Having been interested in painting as a youth, Ibsen was always conscious of making accurate observations. As a dramatist, he considered himself a photographer as well, using his powers of observation as a lens, while his finished plays represented the proofs of a skilled darkroom technician. The realism of his plays, the credibility of his characters, the immediacy of his themes attest to these photographic skills at which Ibsen so consciously worked. Among his countless revisions for each drama, he paid special heed to the accuracy of his dialogue. Through constant rewriting, he brought out the maximum meaning in the fewest words, attempting to fit each speech into the character of the speaker. In addition, Ibsen's ability as a poet contributed a special beauty to his terse prose.

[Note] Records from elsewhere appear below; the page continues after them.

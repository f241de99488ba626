//! Dispatch-order management.

use crate::db::utils::current_timestamp;
use crate::db::{
    CarRepository, Database, DriverRepository, Id, ListQuery, ListResult, Order, OrderRepository,
    OrderStatus,
};

use super::error::{ServiceError, ServiceResult};
use super::{MSG_EMPTY_ENTRY, is_blank};

/// Input for order creation.
#[derive(Debug, Clone)]
pub struct NewOrder {
    pub car_id: Id,
    pub driver_id: Id,
    pub passenger_name: String,
    pub pickup_address: String,
    pub dropoff_address: String,
}

/// Order CRUD and status transitions.
pub struct OrderService<'a, D: Database> {
    db: &'a D,
}

impl<'a, D: Database> OrderService<'a, D> {
    pub fn new(db: &'a D) -> Self {
        Self { db }
    }

    /// Create an order in `Open` state. The car and driver must exist.
    pub async fn create(&self, new_order: &NewOrder) -> ServiceResult<Order> {
        if is_blank(&new_order.passenger_name)
            || is_blank(&new_order.pickup_address)
            || is_blank(&new_order.dropoff_address)
        {
            return Err(ServiceError::validation(MSG_EMPTY_ENTRY));
        }

        self.db.cars().get(new_order.car_id).await?;
        self.db.drivers().get(new_order.driver_id).await?;

        let order = Order {
            id: 0,
            car_id: new_order.car_id,
            driver_id: new_order.driver_id,
            passenger_name: new_order.passenger_name.clone(),
            pickup_address: new_order.pickup_address.clone(),
            dropoff_address: new_order.dropoff_address.clone(),
            status: OrderStatus::Open,
            created_at: String::new(),
            completed_at: None,
        };

        Ok(self.db.orders().create(&order).await?)
    }

    pub async fn get(&self, id: Id) -> ServiceResult<Order> {
        Ok(self.db.orders().get(id).await?)
    }

    pub async fn list(&self, query: Option<&ListQuery>) -> ServiceResult<ListResult<Order>> {
        Ok(self.db.orders().list(query).await?)
    }

    /// Orders served by the given driver.
    pub async fn list_by_driver(&self, driver_id: Id) -> ServiceResult<Vec<Order>> {
        self.db.drivers().get(driver_id).await?;
        Ok(self.db.orders().list_by_driver(driver_id).await?)
    }

    /// Update passenger and route details and the status of an order.
    /// `completed_at` is managed by [`complete`](Self::complete), not here.
    pub async fn update(
        &self,
        id: Id,
        passenger_name: &str,
        pickup_address: &str,
        dropoff_address: &str,
        status: OrderStatus,
    ) -> ServiceResult<Order> {
        if is_blank(passenger_name) || is_blank(pickup_address) || is_blank(dropoff_address) {
            return Err(ServiceError::validation(MSG_EMPTY_ENTRY));
        }

        let mut order = self.db.orders().get(id).await?;
        order.passenger_name = passenger_name.to_string();
        order.pickup_address = pickup_address.to_string();
        order.dropoff_address = dropoff_address.to_string();
        order.status = status;

        self.db.orders().update(&order).await?;
        Ok(self.db.orders().get(id).await?)
    }

    /// Transition an order to `Completed`, stamping `completed_at`.
    /// Completed and cancelled orders cannot be completed again.
    pub async fn complete(&self, id: Id) -> ServiceResult<Order> {
        let mut order = self.db.orders().get(id).await?;

        match order.status {
            OrderStatus::Open | OrderStatus::InProgress => {}
            OrderStatus::Completed => {
                return Err(ServiceError::validation("Order is already completed"));
            }
            OrderStatus::Cancelled => {
                return Err(ServiceError::validation("Cancelled order can't be completed"));
            }
        }

        order.status = OrderStatus::Completed;
        order.completed_at = Some(current_timestamp());

        self.db.orders().update(&order).await?;
        Ok(self.db.orders().get(id).await?)
    }

    pub async fn delete(&self, id: Id) -> ServiceResult<()> {
        Ok(self.db.orders().delete(id).await?)
    }
}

The problems of Ibsen's social dramas are consistent throughout all his works. Georg Brandes, a contemporary critic, said of Ibsen, as early as the 1860s, that "his progress from one work to the other is not due to a rich variety of themes and ideas, but on the contrary to a perpetual scrutiny of the same general questions, regarded from different points of view." In A Doll's House, he especially probed the problems of the social passivity assigned to women in a male-oriented society. After considering the plight of Nora Helmer, he then investigated what would happen had she remained at home. The consequence of his thoughts appear in Ghosts. Professor Koht sums up the dramatist's investigations:

"The thing which filled [Ibsen's] mind was the individual man, and he measured the worth of a community according as it helped or hindered a man in being himself. He had an ideal standard which he placed upon the community and it was from this measuring that his social criticism proceeded."